Commissioner Giancarlo called that decision a “failure of U.S. trade negotiation,” and cited it as “yet another example of the failure of U.S. policymakers to negotiate harmonization in regulations . . . in a manner that does not place American markets at a competitive disadvantage.”
In his statement, Commissioner Giancarlo stated he was astonished at regulators’ “blindness to commercial reality,” and noted that American markets now will have a higher margin structure, which he emphasized will give a competitive advantage to major overseas derivatives markets.

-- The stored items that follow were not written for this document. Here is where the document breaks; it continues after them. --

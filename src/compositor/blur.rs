//! Gaussian blur restricted to a mask.
//!
//! `imageproc::filter::gaussian_blur_f32` derives the kernel width from sigma;
//! here the configured kernel size is fixed and sigma follows from it.

use anyhow::{anyhow, Result};
use image::RgbImage;

use super::mask::Mask;

/// Normalised 1-D Gaussian weights for an odd kernel size.
///
/// Sigma follows the usual derivation from the kernel size:
/// `0.3 * ((ksize - 1) * 0.5 - 1) + 0.8`.
pub fn gaussian_kernel(ksize: u32) -> Result<Vec<f32>> {
    if ksize == 0 || ksize % 2 == 0 {
        return Err(anyhow!("gaussian kernel size must be odd, got {}", ksize));
    }
    if ksize == 1 {
        return Ok(vec![1.0]);
    }
    let sigma = 0.3 * ((ksize as f64 - 1.0) * 0.5 - 1.0) + 0.8;
    let radius = (ksize / 2) as i64;
    let weights: Vec<f64> = (-radius..=radius)
        .map(|i| (-((i * i) as f64) / (2.0 * sigma * sigma)).exp())
        .collect();
    let sum: f64 = weights.iter().sum();
    Ok(weights.into_iter().map(|w| (w / sum) as f32).collect())
}

/// Mirror an out-of-range index back into `0..len`, not repeating the edge pixel.
fn reflect(mut i: i64, len: i64) -> i64 {
    if len == 1 {
        return 0;
    }
    while i < 0 || i >= len {
        if i < 0 {
            i = -i;
        }
        if i >= len {
            i = 2 * len - 2 - i;
        }
    }
    i
}

/// Copy of `src` where every pixel marked in `mask` is replaced by the
/// Gaussian-blurred value of `src` at that pixel.
///
/// Equivalent to blurring the whole image and selecting through the mask,
/// but only the mask's bounding box (plus the kernel radius) is computed.
pub fn blur_masked(src: &RgbImage, mask: &Mask, kernel: &[f32]) -> Result<RgbImage> {
    let (width, height) = src.dimensions();
    if mask.width() != width || mask.height() != height {
        return Err(anyhow!(
            "mask {}x{} does not match image {}x{}",
            mask.width(),
            mask.height(),
            width,
            height
        ));
    }
    let mut out = src.clone();
    let Some(roi) = mask.bounds() else {
        return Ok(out);
    };
    if kernel.len() <= 1 {
        return Ok(out);
    }

    let radius = (kernel.len() / 2) as i64;
    let (w, h) = (width as i64, height as i64);
    let pixels = src.as_raw();

    // Horizontal pass over every row the vertical pass can reach.
    let row0 = (roi.y as i64 - radius).max(0);
    let row1 = (roi.bottom() as i64 + radius).min(h);
    let cols = roi.width as usize;
    let mut horizontal = vec![0f32; (row1 - row0) as usize * cols * 3];
    for y in row0..row1 {
        let src_row = (y * w * 3) as usize;
        let dst_row = (y - row0) as usize * cols * 3;
        for (cx, x) in (roi.x as i64..roi.right() as i64).enumerate() {
            let mut acc = [0f32; 3];
            for (k, weight) in kernel.iter().enumerate() {
                let sx = reflect(x + k as i64 - radius, w) as usize;
                let idx = src_row + sx * 3;
                acc[0] += pixels[idx] as f32 * weight;
                acc[1] += pixels[idx + 1] as f32 * weight;
                acc[2] += pixels[idx + 2] as f32 * weight;
            }
            let dst = dst_row + cx * 3;
            horizontal[dst..dst + 3].copy_from_slice(&acc);
        }
    }

    // Vertical pass, written only where the mask is set.
    let dst_pixels: &mut [u8] = &mut out;
    for y in roi.y as i64..roi.bottom() as i64 {
        for (cx, x) in (roi.x as i64..roi.right() as i64).enumerate() {
            if !mask.get(x as u32, y as u32) {
                continue;
            }
            let mut acc = [0f32; 3];
            for (k, weight) in kernel.iter().enumerate() {
                let sy = reflect(y + k as i64 - radius, h).clamp(row0, row1 - 1);
                let idx = (sy - row0) as usize * cols * 3 + cx * 3;
                acc[0] += horizontal[idx] * weight;
                acc[1] += horizontal[idx + 1] * weight;
                acc[2] += horizontal[idx + 2] * weight;
            }
            let dst = ((y * w + x) * 3) as usize;
            for c in 0..3 {
                dst_pixels[dst + c] = acc[c].round().clamp(0.0, 255.0) as u8;
            }
        }
    }

    Ok(out)
}

#[cfg(test)]
mod tests {
    use super::*;
    use crate::detect::BoundingBox;
    use image::Rgb;

    fn checker(width: u32, height: u32) -> RgbImage {
        RgbImage::from_fn(width, height, |x, y| {
            if (x + y) % 2 == 0 {
                Rgb([255, 0, 255])
            } else {
                Rgb([0, 255, 0])
            }
        })
    }

    #[test]
    fn kernel_is_normalised_and_symmetric() {
        let kernel = gaussian_kernel(51).unwrap();
        assert_eq!(kernel.len(), 51);
        let sum: f32 = kernel.iter().sum();
        assert!((sum - 1.0).abs() < 1e-4);
        assert_eq!(kernel[0], kernel[50]);
        assert!(kernel[25] > kernel[24]);
    }

    #[test]
    fn even_kernel_is_rejected() {
        assert!(gaussian_kernel(4).is_err());
        assert!(gaussian_kernel(0).is_err());
    }

    #[test]
    fn reflect_mirrors_without_repeating_edge() {
        assert_eq!(reflect(-1, 5), 1);
        assert_eq!(reflect(-2, 5), 2);
        assert_eq!(reflect(5, 5), 3);
        assert_eq!(reflect(-7, 3), 1);
        assert_eq!(reflect(4, 1), 0);
    }

    #[test]
    fn flat_image_is_unchanged_by_blur() {
        let src = RgbImage::from_pixel(20, 20, Rgb([10, 20, 30]));
        let mut mask = Mask::new(20, 20);
        mask.fill(&BoundingBox::new(0, 0, 20, 20));
        let out = blur_masked(&src, &mask, &gaussian_kernel(7).unwrap()).unwrap();
        assert_eq!(out, src);
    }

    #[test]
    fn only_masked_pixels_change() {
        let src = checker(32, 32);
        let mut mask = Mask::new(32, 32);
        mask.fill(&BoundingBox::new(8, 8, 8, 8));
        let out = blur_masked(&src, &mask, &gaussian_kernel(5).unwrap()).unwrap();
        for (x, y, pixel) in out.enumerate_pixels() {
            if mask.get(x, y) {
                assert_ne!(pixel, src.get_pixel(x, y));
            } else {
                assert_eq!(pixel, src.get_pixel(x, y));
            }
        }
    }

    #[test]
    fn roi_blur_matches_full_frame_blur() {
        let src = RgbImage::from_fn(24, 16, |x, y| {
            Rgb([(x * 10) as u8, (y * 15) as u8, ((x * y) % 256) as u8])
        });
        let kernel = gaussian_kernel(9).unwrap();
        let mut full = Mask::new(24, 16);
        full.fill(&BoundingBox::new(0, 0, 24, 16));
        let mut corner = Mask::new(24, 16);
        corner.fill(&BoundingBox::new(0, 0, 5, 4));

        let everywhere = blur_masked(&src, &full, &kernel).unwrap();
        let partial = blur_masked(&src, &corner, &kernel).unwrap();
        for y in 0..4 {
            for x in 0..5 {
                assert_eq!(partial.get_pixel(x, y), everywhere.get_pixel(x, y));
            }
        }
    }

    #[test]
    fn mismatched_mask_is_an_error() {
        let src = RgbImage::new(4, 4);
        assert!(blur_masked(&src, &Mask::new(3, 4), &[1.0]).is_err());
    }
}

He also emphasized ramifications of the decision that could prove dangerous to the economy:
Even from a practical standpoint, the coming days will be enormously challenging for U.S. market participants as dealers are still working to finalize account documentation. Some observers warn of a liquidity crunch because certain dealers will not be ready to trade with other dealers. Unfortunately, U.S. regulators appear more concerned with sticking to an arbitrary deadline than the health of American markets and American market participants.
Commissioner Giancarlo warned that the United States will lose its negotiating leverage in the event of further delays.
Commentary / Steven Lofchie
Kudos to Commissioner Giancarlo for prioritizing commercial realities. When Dodd-Frank first was adopted, certain U.S. regulators asserted that the rest of the world would follow their example whether or not the rules made any sense. That assertion has proved to be incorrect. In many cases, the Europeans have gone their own way (sometimes adopting more sensible rules, sometimes adopting rules that seem even less sensible), but they have not adhered to the strictures of U.S. regulators. Knowing now that the Europeans will follow their own path, U.S. regulators should not place U.S. firms at a material competitive disadvantage.